(Stored data)
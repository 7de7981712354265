//! Interned atom table. Atoms are looked up once at startup and cached here;
//! everything else refers to `Atoms` fields rather than re-interning.

use std::ffi::CString;
use x11::xlib::{Atom, Display, XInternAtom};

/// `WM_*` (ICCCM) and `_NET_*` (EWMH) atoms used by the core. Grouped as one
/// table rather than two: callers do not care which protocol family an atom
/// belongs to, only its name.
#[derive(Debug, Clone, Copy)]
pub struct Atoms {
    pub wm_protocols: Atom,
    pub wm_delete_window: Atom,
    pub wm_state: Atom,
    pub wm_take_focus: Atom,

    pub net_active_window: Atom,
    pub net_supported: Atom,
    pub net_wm_name: Atom,
    pub net_wm_state: Atom,
    pub net_wm_state_fullscreen: Atom,
    pub net_wm_window_type: Atom,
    pub net_wm_window_type_dialog: Atom,
    pub net_client_list: Atom,
    pub net_supporting_wm_check: Atom,
}

impl Atoms {
    /// Interns every atom the core needs. `only_if_exists` is `False`: each
    /// atom is created in the server if it does not already exist, matching
    /// dwm's own `initatoms`.
    pub fn intern(display: *mut Display) -> Self {
        let get = |name: &str| -> Atom {
            let c = CString::new(name).expect("atom name contains a NUL byte");
            unsafe { XInternAtom(display, c.as_ptr(), x11::xlib::False) }
        };

        Atoms {
            wm_protocols: get("WM_PROTOCOLS"),
            wm_delete_window: get("WM_DELETE_WINDOW"),
            wm_state: get("WM_STATE"),
            wm_take_focus: get("WM_TAKE_FOCUS"),

            net_active_window: get("_NET_ACTIVE_WINDOW"),
            net_supported: get("_NET_SUPPORTED"),
            net_wm_name: get("_NET_WM_NAME"),
            net_wm_state: get("_NET_WM_STATE"),
            net_wm_state_fullscreen: get("_NET_WM_STATE_FULLSCREEN"),
            net_wm_window_type: get("_NET_WM_WINDOW_TYPE"),
            net_wm_window_type_dialog: get("_NET_WM_WINDOW_TYPE_DIALOG"),
            net_client_list: get("_NET_CLIENT_LIST"),
            net_supporting_wm_check: get("_NET_SUPPORTING_WM_CHECK"),
        }
    }

    /// The `_NET_SUPPORTED` list advertised on the root window.
    pub fn net_supported_list(&self) -> [Atom; 9] {
        [
            self.net_active_window,
            self.net_supported,
            self.net_wm_name,
            self.net_wm_state,
            self.net_wm_state_fullscreen,
            self.net_wm_window_type,
            self.net_wm_window_type_dialog,
            self.net_client_list,
            self.net_supporting_wm_check,
        ]
    }
}
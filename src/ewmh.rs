//! EWMH/ICCCM property glue: client-list maintenance, `WM_STATE`,
//! fullscreen toggling, and the supporting-wm-check window (§6, §4.8).

use std::ffi::CString;
use std::os::raw::c_long;

use x11::xlib::{
    Atom, Display, PropModeAppend, PropModeReplace, Window, XA_ATOM, XA_WINDOW, XChangeProperty,
    XCreateSimpleWindow, XDeleteProperty, XInternAtom, XSetWMProtocols,
};

use crate::atom::Atoms;

pub const WM_STATE_WITHDRAWN: c_long = 0;
pub const WM_STATE_NORMAL: c_long = 1;
pub const WM_STATE_ICONIC: c_long = 3;

/// Create the invisible 1x1 window EWMH calls the "supporting WM check"
/// window, set `_NET_SUPPORTING_WM_CHECK` on both it and the root to point
/// at each other, and set `_NET_WM_NAME` = "dwm" on it (§6).
pub unsafe fn create_supporting_window(display: *mut Display, root: Window, atoms: &Atoms) -> Window {
    let win = XCreateSimpleWindow(display, root, 0, 0, 1, 1, 0, 0, 0);
    XChangeProperty(
        display,
        win,
        atoms.net_supporting_wm_check,
        XA_WINDOW,
        32,
        PropModeReplace,
        &win as *const Window as *const u8,
        1,
    );
    let name = CString::new("dwm").unwrap();
    let utf8_string = XInternAtom(display, CString::new("UTF8_STRING").unwrap().as_ptr(), 0);
    XChangeProperty(
        display,
        win,
        atoms.net_wm_name,
        utf8_string,
        8,
        PropModeReplace,
        name.as_ptr() as *const u8,
        3,
    );
    XChangeProperty(
        display,
        root,
        atoms.net_supporting_wm_check,
        XA_WINDOW,
        32,
        PropModeReplace,
        &win as *const Window as *const u8,
        1,
    );
    win
}

/// Advertise every atom the core implements via `_NET_SUPPORTED`.
pub unsafe fn set_supported(display: *mut Display, root: Window, atoms: &Atoms) {
    let list = atoms.net_supported_list();
    XChangeProperty(
        display,
        root,
        atoms.net_supported,
        XA_ATOM,
        32,
        PropModeReplace,
        list.as_ptr() as *const u8,
        list.len() as i32,
    );
}

/// Rewrite `_NET_CLIENT_LIST` to exactly `windows`, in arrangement order
/// (dwm instead appends on every `manage` and clears on `updateclientlist`;
/// rewriting is equivalent and simpler to reason about under our data
/// model, with the same observable property contents).
pub unsafe fn update_client_list(display: *mut Display, root: Window, atoms: &Atoms, windows: &[Window]) {
    XDeleteProperty(display, root, atoms.net_client_list);
    for w in windows {
        XChangeProperty(
            display,
            root,
            atoms.net_client_list,
            XA_WINDOW,
            32,
            PropModeAppend,
            w as *const Window as *const u8,
            1,
        );
    }
}

/// `WM_STATE` per ICCCM: `(state, icon_window)`, icon_window always `None`.
pub unsafe fn set_wm_state(display: *mut Display, window: Window, atoms: &Atoms, state: c_long) {
    let data: [c_long; 2] = [state, 0];
    XChangeProperty(
        display,
        window,
        atoms.wm_state,
        atoms.wm_state,
        32,
        PropModeReplace,
        data.as_ptr() as *const u8,
        2,
    );
}

pub unsafe fn set_active_window(display: *mut Display, root: Window, atoms: &Atoms, window: Option<Window>) {
    match window {
        Some(w) => {
            XChangeProperty(
                display,
                root,
                atoms.net_active_window,
                XA_WINDOW,
                32,
                PropModeReplace,
                &w as *const Window as *const u8,
                1,
            );
        }
        None => {
            XDeleteProperty(display, root, atoms.net_active_window);
        }
    }
}

pub unsafe fn set_fullscreen_property(display: *mut Display, window: Window, atoms: &Atoms, on: bool) {
    if on {
        let data: [Atom; 1] = [atoms.net_wm_state_fullscreen];
        XChangeProperty(
            display,
            window,
            atoms.net_wm_state,
            XA_ATOM,
            32,
            PropModeReplace,
            data.as_ptr() as *const u8,
            1,
        );
    } else {
        XChangeProperty(
            display,
            window,
            atoms.net_wm_state,
            XA_ATOM,
            32,
            PropModeReplace,
            std::ptr::null(),
            0,
        );
    }
}

/// Advertise `WM_DELETE_WINDOW` and `WM_TAKE_FOCUS` support to `window`.
pub unsafe fn set_protocols(display: *mut Display, window: Window, atoms: &Atoms) {
    let mut protocols = [atoms.wm_delete_window, atoms.wm_take_focus];
    XSetWMProtocols(display, window, protocols.as_mut_ptr(), protocols.len() as i32);
}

• YOUR TASK
Using the data above, return each line that includes the word "table".

• RESPONSE TO THE TASK
//! Interned atom table. Atoms are looked up once at startup and cached here;
/// table rather than two: callers do not care which protocol family an atom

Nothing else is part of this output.